→ **Description of the task**
The output is to match the entries below character for character.

→ **Source records**
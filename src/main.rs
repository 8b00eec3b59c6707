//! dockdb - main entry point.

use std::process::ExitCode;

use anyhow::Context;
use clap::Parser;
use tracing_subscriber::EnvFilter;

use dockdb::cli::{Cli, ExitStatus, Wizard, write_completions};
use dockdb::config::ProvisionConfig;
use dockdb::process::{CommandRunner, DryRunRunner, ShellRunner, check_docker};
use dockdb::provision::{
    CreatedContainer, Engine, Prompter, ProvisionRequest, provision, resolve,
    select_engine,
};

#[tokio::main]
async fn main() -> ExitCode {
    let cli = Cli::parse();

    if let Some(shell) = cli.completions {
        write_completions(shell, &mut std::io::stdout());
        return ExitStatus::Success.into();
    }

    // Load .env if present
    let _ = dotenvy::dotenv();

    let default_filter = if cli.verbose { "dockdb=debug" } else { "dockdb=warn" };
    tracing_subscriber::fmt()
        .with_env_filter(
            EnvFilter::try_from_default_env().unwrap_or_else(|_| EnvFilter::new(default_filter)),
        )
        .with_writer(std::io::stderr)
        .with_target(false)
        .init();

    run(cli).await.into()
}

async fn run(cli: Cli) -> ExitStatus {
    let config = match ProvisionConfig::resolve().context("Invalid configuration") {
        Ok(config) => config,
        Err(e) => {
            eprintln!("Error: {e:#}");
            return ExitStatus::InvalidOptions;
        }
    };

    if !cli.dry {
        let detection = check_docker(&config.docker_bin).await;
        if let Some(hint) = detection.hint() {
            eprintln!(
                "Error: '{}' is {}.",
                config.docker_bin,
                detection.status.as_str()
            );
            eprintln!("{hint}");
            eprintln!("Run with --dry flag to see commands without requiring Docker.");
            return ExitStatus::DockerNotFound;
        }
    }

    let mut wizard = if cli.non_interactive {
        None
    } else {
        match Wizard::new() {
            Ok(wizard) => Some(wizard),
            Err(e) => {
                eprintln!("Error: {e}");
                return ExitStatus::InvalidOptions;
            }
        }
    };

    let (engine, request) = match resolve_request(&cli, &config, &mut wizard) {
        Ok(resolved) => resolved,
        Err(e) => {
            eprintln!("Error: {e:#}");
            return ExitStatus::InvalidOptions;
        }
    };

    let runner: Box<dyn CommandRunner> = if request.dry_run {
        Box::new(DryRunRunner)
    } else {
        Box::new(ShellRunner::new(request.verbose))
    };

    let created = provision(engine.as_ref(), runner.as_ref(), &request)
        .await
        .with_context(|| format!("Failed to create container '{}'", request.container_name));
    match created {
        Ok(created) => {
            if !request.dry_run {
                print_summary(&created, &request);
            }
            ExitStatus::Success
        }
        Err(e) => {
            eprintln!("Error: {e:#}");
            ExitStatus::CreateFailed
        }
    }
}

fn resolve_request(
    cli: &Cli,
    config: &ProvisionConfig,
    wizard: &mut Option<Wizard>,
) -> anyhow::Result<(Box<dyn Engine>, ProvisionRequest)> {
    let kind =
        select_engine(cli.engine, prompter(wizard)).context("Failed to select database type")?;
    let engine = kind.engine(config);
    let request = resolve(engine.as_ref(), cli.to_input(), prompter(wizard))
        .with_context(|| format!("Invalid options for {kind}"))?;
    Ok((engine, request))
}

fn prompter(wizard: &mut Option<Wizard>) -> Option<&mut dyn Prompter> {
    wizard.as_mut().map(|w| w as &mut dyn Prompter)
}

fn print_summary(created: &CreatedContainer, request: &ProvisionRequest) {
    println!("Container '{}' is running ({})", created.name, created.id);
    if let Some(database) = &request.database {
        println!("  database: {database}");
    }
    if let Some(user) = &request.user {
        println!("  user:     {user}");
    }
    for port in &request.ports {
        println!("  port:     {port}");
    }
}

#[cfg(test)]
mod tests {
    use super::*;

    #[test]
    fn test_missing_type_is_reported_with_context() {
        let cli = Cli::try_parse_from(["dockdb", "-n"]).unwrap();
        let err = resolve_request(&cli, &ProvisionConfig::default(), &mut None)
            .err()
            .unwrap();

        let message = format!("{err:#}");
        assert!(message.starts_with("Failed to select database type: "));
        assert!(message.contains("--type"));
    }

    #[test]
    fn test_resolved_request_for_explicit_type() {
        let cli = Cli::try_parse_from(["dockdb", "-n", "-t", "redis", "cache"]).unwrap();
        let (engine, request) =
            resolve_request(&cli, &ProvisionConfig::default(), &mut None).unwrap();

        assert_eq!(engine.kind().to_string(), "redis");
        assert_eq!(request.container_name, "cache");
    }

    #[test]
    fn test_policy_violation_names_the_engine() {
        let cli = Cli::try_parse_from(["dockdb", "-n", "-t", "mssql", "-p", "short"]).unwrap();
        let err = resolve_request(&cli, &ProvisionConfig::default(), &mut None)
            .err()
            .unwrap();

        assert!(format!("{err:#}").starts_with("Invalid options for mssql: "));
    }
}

→ **Task response**
filename src/main.rs
repository 8b00eec3b59c6707
//! dockdb - main entry point.

use std::process::ExitCode;

use anyhow::Context;
use clap::Parser;
use tracing_subscriber::EnvFilter;

use dockdb::cli::{Cli, ExitStatus, Wizard, write_completions};
use dockdb::config::ProvisionConfig;
use dockdb::process::{CommandRunner, DryRunRunner, ShellRunner, check_docker};
use dockdb::provision::{
    CreatedContainer, Engine, Prompter, ProvisionRequest, provision, resolve,
    select_engine,
};

#[tokio::main]
async fn main() -> ExitCode {
    let cli = Cli::parse();

    if let Some(shell) = cli.completions {
        write_completions(shell, &mut std::io::stdout());
        return ExitStatus::Success.into();
    }

    // Load .env if present
    let _ = dotenvy::dotenv();

    let default_filter = if cli.verbose { "dockdb=debug" } else { "dockdb=warn" };
    tracing_subscriber::fmt()
        .with_env_filter(
            EnvFilter::try_from_default_env().unwrap_or_else(|_| EnvFilter::new(default_filter)),
        )
        .with_writer(std::io::stderr)
        .with_target(false)
        .init();

    run(cli).await.into()
}

async fn run(cli: Cli) -> ExitStatus {
    let config = match ProvisionConfig::resolve().context("Invalid configuration") {
        Ok(config) => config,
        Err(e) => {
            eprintln!("Error: {e:#}");
            return ExitStatus::InvalidOptions;
        }
    };

    if !cli.dry {
        let detection = check_docker(&config.docker_bin).await;
        if let Some(hint) = detection.hint() {
            eprintln!(
                "Error: '{}' is {}.",
                config.docker_bin,
                detection.status.as_str()
            );
            eprintln!("{hint}");
            eprintln!("Run with --dry flag to see commands without requiring Docker.");
            return ExitStatus::DockerNotFound;
        }
    }

    let mut wizard = if cli.non_interactive {
        None
    } else {
        match Wizard::new() {
            Ok(wizard) => Some(wizard),
            Err(e) => {
                eprintln!("Error: {e}");
                return ExitStatus::InvalidOptions;
            }
        }
    };

    let (engine, request) = match resolve_request(&cli, &config, &mut wizard) {
        Ok(resolved) => resolved,
        Err(e) => {
            eprintln!("Error: {e:#}");
            return ExitStatus::InvalidOptions;
        }
    };

    let runner: Box<dyn CommandRunner> = if request.dry_run {
        Box::new(DryRunRunner)
    } else {
        Box::new(ShellRunner::new(request.verbose))
    };

    let created = provision(engine.as_ref(), runner.as_ref(), &request)
        .await
        .with_context(|| format!("Failed to create container '{}'", request.container_name));
    match created {
        Ok(created) => {
            if !request.dry_run {
                print_summary(&created, &request);
            }
            ExitStatus::Success
        }
        Err(e) => {
            eprintln!("Error: {e:#}");
            ExitStatus::CreateFailed
        }
    }
}

fn resolve_request(
    cli: &Cli,
    config: &ProvisionConfig,
    wizard: &mut Option<Wizard>,
) -> anyhow::Result<(Box<dyn Engine>, ProvisionRequest)> {
    let kind =
        select_engine(cli.engine, prompter(wizard)).context("Failed to select database type")?;
    let engine = kind.engine(config);
    let request = resolve(engine.as_ref(), cli.to_input(), prompter(wizard))
        .with_context(|| format!("Invalid options for {kind}"))?;
    Ok((engine, request))
}

fn prompter(wizard: &mut Option<Wizard>) -> Option<&mut dyn Prompter> {
    wizard.as_mut().map(|w| w as &mut dyn Prompter)
}

fn print_summary(created: &CreatedContainer, request: &ProvisionRequest) {
    println!("Container '{}' is running ({})", created.name, created.id);
    if let Some(database) = &request.database {
        println!("  database: {database}");
    }
    if let Some(user) = &request.user {
        println!("  user:     {user}");
    }
    for port in &request.ports {
        println!("  port:     {port}");
    }
}

#[cfg(test)]
mod tests {
    use super::*;

    #[test]
    fn test_missing_type_is_reported_with_context() {
        let cli = Cli::try_parse_from(["dockdb", "-n"]).unwrap();
        let err = resolve_request(&cli, &ProvisionConfig::default(), &mut None)
            .err()
            .unwrap();

        let message = format!("{err:#}");
        assert!(message.starts_with("Failed to select database type: "));
        assert!(message.contains("--type"));
    }

    #[test]
    fn test_resolved_request_for_explicit_type() {
        let cli = Cli::try_parse_from(["dockdb", "-n", "-t", "redis", "cache"]).unwrap();
        let (engine, request) =
            resolve_request(&cli, &ProvisionConfig::default(), &mut None).unwrap();

        assert_eq!(engine.kind().to_string(), "redis");
        assert_eq!(request.container_name, "cache");
    }

    #[test]
    fn test_policy_violation_names_the_engine() {
        let cli = Cli::try_parse_from(["dockdb", "-n", "-t", "mssql", "-p", "short"]).unwrap();
        let err = resolve_request(&cli, &ProvisionConfig::default(), &mut None)
            .err()
            .unwrap();

        assert!(format!("{err:#}").starts_with("Invalid options for mssql: "));
    }
}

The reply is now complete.